Pourtant, malgré les résultats prometteurs, la plupart des patients souffraient encore de symptômes dépressifs après la fin du traitement par EMDR. Plus précisément, 39,1% des adolescents qui ont terminé le traitement répondaient encore aux critères diagnostiques de la MDD selon L’ADIS-C; 62,5% ont obtenu un score supérieur au seuil de la CDI de 16, et 68% des patients ont reçu des interventions de traitement supplémentaires (c.-à-d. TCC, formation sur la régulation des émotions, counselling auprès des parents, interventions familiales, médicaments ou une combinaison de ces interventions) pour les autres plaintes après l’étude. D’autres recherches sont nécessaires pour déterminer si l’ajout d’interventions fondées sur des données probantes visant la restructuration cognitive ou des interventions familiales peut mener à une réduction plus marquée des symptômes, à une diminution du taux d’abandon scolaire et à une diminution des soins postopératoires. Plus généralement, étant donné la nature hétérogène de la MDD, il serait naïf de s’attendre à ce qu’une seule approche thérapeutique, par exemple un traitement axé sur le traumatisme, suffise à guérir toutes les différentes apparitions de MDD. C’est-à-dire, pour un certain sous-groupe d’adolescents avec traitement MDD utilisant la thérapie EMDR pourrait être de valeur comme nos résultats suggèrent, mais le traitement d’autres sous-groupes, à l’égard de laquelle (combinaisons de) interventions sont les plus réussies, nécessite une investigation plus approfondie.

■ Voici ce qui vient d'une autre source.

#![allow(dead_code)]

use std::{fs::File, io::Write, path::Path};

use rasterstack::source::GRID_STACK_MAGIC;

/// Write a grid stack file with `header` followed by `data`.
pub fn write_gsf(path: &Path, header: &serde_json::Value, data: &[u8]) -> std::io::Result<()> {
    let header = serde_json::to_vec(header)?;
    let mut file = File::create(path)?;
    file.write_all(GRID_STACK_MAGIC)?;
    file.write_all(&(header.len() as u64).to_le_bytes())?;
    file.write_all(&header)?;
    file.write_all(data)
}

/// Write a grid stack file with two layers.
///
/// `elevation` is a float32 `[y, x]` layer with values `value + i`.
/// `rainfall` is a float64 `[band, y, x]` layer with values `10 * value + i` and missing value `-9999`.
pub fn write_grid(path: &Path, value: f64) -> std::io::Result<()> {
    let header = serde_json::json!({
        "attributes": { "source": "synthetic" },
        "dimensions": [
            { "name": "y", "coordinates": { "float": [1.5, 0.5] }, "crs": "EPSG:4326" },
            { "name": "x", "coordinates": { "range": { "start": 0.5, "step": 1.0, "len": 3 } }, "crs": "EPSG:4326" },
            { "name": "band", "coordinates": { "int": [1, 2] } }
        ],
        "layers": [
            { "name": "elevation", "dimensions": ["y", "x"], "data_type": "float32", "attributes": { "units": "m" }, "offset": 0 },
            { "name": "rainfall", "dimensions": ["band", "y", "x"], "data_type": "float64", "missing_value": -9999.0, "offset": 24 }
        ]
    });
    #[allow(clippy::cast_possible_truncation)]
    let mut data: Vec<u8> = (0..6)
        .flat_map(|i| ((value + f64::from(i)) as f32).to_le_bytes())
        .collect();
    data.extend((0..12).flat_map(|i| (10.0 * value + f64::from(i)).to_le_bytes()));
    write_gsf(path, &header, &data)
}

/// Write a grid stack file with one int16 layer `name` over an `x` dimension with coordinates `x`.
pub fn write_single(path: &Path, name: &str, x: &[i64]) -> std::io::Result<()> {
    let header = serde_json::json!({
        "dimensions": [
            { "name": "x", "coordinates": { "int": x } }
        ],
        "layers": [
            { "name": name, "dimensions": ["x"], "data_type": "int16", "offset": 0 }
        ]
    });
    let data: Vec<u8> = (0..x.len())
        .flat_map(|i| i16::try_from(i).unwrap_or_default().to_le_bytes())
        .collect();
    write_gsf(path, &header, &data)
}
fn shift_regular(
    name: &DimensionName,
    coordinates: &Coordinates,
    step: Step,
    half_cells: i32,
) -> Result<Coordinates, DimensionError> {
    let incompatible = || DimensionError::IncompatibleStep {
        dimension: name.clone(),
        step,
    };
    let overflow = || DimensionError::CoordinateOverflow(name.clone());
    Ok(match (coordinates, step) {
        (Coordinates::Int(values), Step::Int(step)) => {
            let offset = i64::from(half_cells)
                .checked_mul(step)
                .ok_or_else(overflow)?;
            if offset % 2 == 0 {
                Coordinates::Int(
                    values
                        .iter()
                        .map(|value| value.checked_add(offset / 2))
                        .collect::<Option<_>>()
                        .ok_or_else(overflow)?,
                )
            } else {
                Coordinates::Float(widen(values, f64::from(half_cells) * step_f64(step) / 2.0))
            }
        }
        (Coordinates::Time(values), Step::Duration(step)) => {
            let offset = step.checked_mul(half_cells).ok_or_else(overflow)? / 2;
            Coordinates::Time(
                values
                    .iter()
                    .map(|value| value.checked_add_signed(offset))
                    .collect::<Option<_>>()
                    .ok_or_else(overflow)?,
            )
        }
        (Coordinates::Time(_), _) | (_, Step::Duration(_)) => return Err(incompatible()),
        (coordinates, step) => {
            let integer = matches!(coordinates, Coordinates::Int(_));
            let offset = f64::from(half_cells) * step.as_f64().ok_or_else(incompatible)? / 2.0;
            let values = coordinates.to_f64().ok_or_else(incompatible)?;
            narrow(
                values.into_iter().map(|value| value + offset).collect(),
                integer && offset.fract() == 0.0,
            )
        }
    })
}
use std::{
    collections::HashMap,
    path::{Path, PathBuf},
    sync::Arc,
};

use derive_more::Display;
use ndarray::{ArrayD, ArrayViewMutD, IxDyn};
use parking_lot::Mutex;

use crate::{
    layer::LayerKey,
    source::{open_and_read, SourceError, SourceFormat, SourceHandle},
    window::ReadRegion,
};

use super::StackError;

/// When the source file of a file-backed stack is opened.
#[derive(Clone, Copy, Debug, PartialEq, Eq, Default, Display)]
pub enum HandlePolicy {
    /// Open the source for each read and close it afterwards.
    #[default]
    OpenPerRead,
    /// Keep one open handle, owned by the stack and closed when the stack is dropped.
    ///
    /// Reads through the handle are serialised by a mutex.
    /// The handle is closed after a failed read and reopened by the next read.
    KeepOpen,
}

/// Storage that can read a region of a layer.
pub(crate) trait StackStorageTraits {
    /// Read `region` of the layer `key` into a row-major array with the shape of the region.
    fn read_region(&self, key: &LayerKey, region: &ReadRegion) -> Result<ArrayD<f64>, StackError>;
}

fn into_array(region: &ReadRegion, elements: Vec<f64>) -> Result<ArrayD<f64>, StackError> {
    Ok(ArrayD::from_shape_vec(IxDyn(&region.shape()), elements)?)
}

/// Layers held in memory.
#[derive(Debug, Clone, Default)]
pub(crate) struct MemoryStorage {
    arrays: HashMap<LayerKey, ArrayD<f64>>,
}

impl MemoryStorage {
    pub(crate) fn new(arrays: HashMap<LayerKey, ArrayD<f64>>) -> Self {
        Self { arrays }
    }

    pub(crate) fn array_mut(&mut self, key: &LayerKey) -> Option<ArrayViewMutD<'_, f64>> {
        self.arrays.get_mut(key).map(|array| array.view_mut())
    }
}

impl StackStorageTraits for MemoryStorage {
    fn read_region(&self, key: &LayerKey, region: &ReadRegion) -> Result<ArrayD<f64>, StackError> {
        let array = self
            .arrays
            .get(key)
            .ok_or_else(|| StackError::KeyNotFound(key.clone()))?;
        Ok(region.extract(&array.view())?)
    }
}

/// A layer stored in its own file.
#[derive(Debug, Clone)]
pub(crate) struct FileLayer {
    pub(crate) path: PathBuf,
    pub(crate) format: Arc<dyn SourceFormat>,
    pub(crate) source_key: LayerKey,
}

/// Layers stored one per file, opened for every read.
#[derive(Debug, Clone, Default)]
pub(crate) struct FilesStorage {
    files: HashMap<LayerKey, FileLayer>,
}

impl FilesStorage {
    pub(crate) fn new(files: HashMap<LayerKey, FileLayer>) -> Self {
        Self { files }
    }
}

impl StackStorageTraits for FilesStorage {
    fn read_region(&self, key: &LayerKey, region: &ReadRegion) -> Result<ArrayD<f64>, StackError> {
        let file = self
            .files
            .get(key)
            .ok_or_else(|| StackError::KeyNotFound(key.clone()))?;
        let elements = open_and_read(file.format.as_ref(), &file.path, |handle| {
            handle.read(&file.source_key, region)
        })?;
        into_array(region, elements)
    }
}

/// A single multi-layer source file.
pub(crate) struct FileSource {
    path: PathBuf,
    format: Arc<dyn SourceFormat>,
    policy: HandlePolicy,
    handle: Mutex<Option<Box<dyn SourceHandle>>>,
}

impl std::fmt::Debug for FileSource {
    fn fmt(&self, f: &mut std::fmt::Formatter<'_>) -> std::fmt::Result {
        f.debug_struct("FileSource")
            .field("path", &self.path)
            .field("format", &self.format.name())
            .field("policy", &self.policy)
            .field("open", &self.handle.try_lock().map(|handle| handle.is_some()))
            .finish()
    }
}

impl FileSource {
    /// Create a file source, keeping `handle` open if the policy is [`HandlePolicy::KeepOpen`].
    pub(crate) fn new(
        path: &Path,
        format: Arc<dyn SourceFormat>,
        policy: HandlePolicy,
        handle: Box<dyn SourceHandle>,
    ) -> Self {
        let handle = match policy {
            HandlePolicy::KeepOpen => Some(handle),
            HandlePolicy::OpenPerRead => {
                drop(handle);
                tracing::trace!(path = %path.display(), "closed source");
                None
            }
        };
        Self {
            path: path.to_path_buf(),
            format,
            policy,
            handle: Mutex::new(handle),
        }
    }

    pub(crate) fn path(&self) -> &Path {
        &self.path
    }

    pub(crate) fn policy(&self) -> HandlePolicy {
        self.policy
    }

    fn read_kept_open(&self, key: &LayerKey, region: &ReadRegion) -> Result<Vec<f64>, SourceError> {
        let mut guard = self.handle.lock();
        let mut handle = match guard.take() {
            Some(handle) => handle,
            None => {
                let handle = self.format.open(&self.path)?;
                tracing::trace!(
                    path = %self.path.display(),
                    format = self.format.name(),
                    "opened source"
                );
                handle
            }
        };
        match handle.read(key, region) {
            Ok(elements) => {
                *guard = Some(handle);
                Ok(elements)
            }
            Err(err) => {
                drop(handle);
                tracing::trace!(path = %self.path.display(), "closed source after failed read");
                Err(err)
            }
        }
    }
}

impl StackStorageTraits for FileSource {
    fn read_region(&self, key: &LayerKey, region: &ReadRegion) -> Result<ArrayD<f64>, StackError> {
        let elements = match self.policy {
            HandlePolicy::OpenPerRead => {
                open_and_read(self.format.as_ref(), &self.path, |handle| {
                    handle.read(key, region)
                })?
            }
            HandlePolicy::KeepOpen => self.read_kept_open(key, region)?,
        };
        into_array(region, elements)
    }
}

/// The storage of a stack.
#[derive(Debug, Clone)]
pub(crate) enum StackStorage {
    /// Layers held in memory.
    Memory(MemoryStorage),
    /// One file per layer.
    Files(FilesStorage),
    /// One multi-layer file.
    Source(Arc<FileSource>),
}

impl StackStorageTraits for StackStorage {
    fn read_region(&self, key: &LayerKey, region: &ReadRegion) -> Result<ArrayD<f64>, StackError> {
        match self {
            Self::Memory(storage) => storage.read_region(key, region),
            Self::Files(storage) => storage.read_region(key, region),
            Self::Source(storage) => storage.read_region(key, region),
        }
    }
}

#[cfg(test)]
mod tests {
    use crate::{
        dimension::Dimension,
        layer::DimArray,
        source::{MemoryDataset, MemoryFormat},
        window::AxisIndex,
    };

    use super::*;

    fn format() -> Arc<MemoryFormat> {
        let layer = DimArray::new(
            ArrayD::from_shape_vec(vec![4], vec![1.0, 2.0, 3.0, 4.0]).unwrap(),
            vec![Dimension::new("x", vec![0i64, 1, 2, 3])],
        )
        .unwrap();
        let format = Arc::new(MemoryFormat::new());
        format.insert("a.mem", MemoryDataset::new().with_layer("a", layer).unwrap());
        format
    }

    #[test]
    fn file_source_keep_open() {
        let format = format();
        let handle = format.open(Path::new("a.mem")).unwrap();
        let source = FileSource::new(
            Path::new("a.mem"),
            format.clone(),
            HandlePolicy::KeepOpen,
            handle,
        );
        let region = ReadRegion::new(vec![AxisIndex::Slice(vec![1, 2])]);
        for _ in 0..3 {
            let array = source.read_region(&"a".into(), &region).unwrap();
            assert_eq!(array.as_slice().unwrap(), &[2.0, 3.0]);
        }
        assert_eq!(format.opens(), 1);

        // A failed read closes the handle, the next read reopens it
        assert!(source.read_region(&"b".into(), &region).is_err());
        assert!(source.read_region(&"a".into(), &region).is_ok());
        assert_eq!(format.opens(), 2);
    }

    #[test]
    fn file_source_open_per_read() {
        let format = format();
        let handle = format.open(Path::new("a.mem")).unwrap();
        let source = FileSource::new(
            Path::new("a.mem"),
            format.clone(),
            HandlePolicy::OpenPerRead,
            handle,
        );
        let region = ReadRegion::new(vec![AxisIndex::Scalar(3)]);
        let array = source.read_region(&"a".into(), &region).unwrap();
        assert_eq!(array.shape(), &[] as &[usize]);
        assert_eq!(array.first(), Some(&4.0));
        source.read_region(&"a".into(), &region).unwrap();
        assert_eq!(format.opens(), 3);
        assert_eq!(source.policy(), HandlePolicy::OpenPerRead);
    }
}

En conclusion, les résultats de cette étude ont montré que l’application de la thérapie EMDR était sûre et associée à une réduction significative des symptômes dépressifs et des problèmes psychiatriques comorbides. Il est clair que des essais contrôlés randomisés avec une puissance statistique suffisante sont nécessaires pour établir l’efficacité du traitement par EMDR chez les adolescents atteints de MDD légère à modérée ou sévère.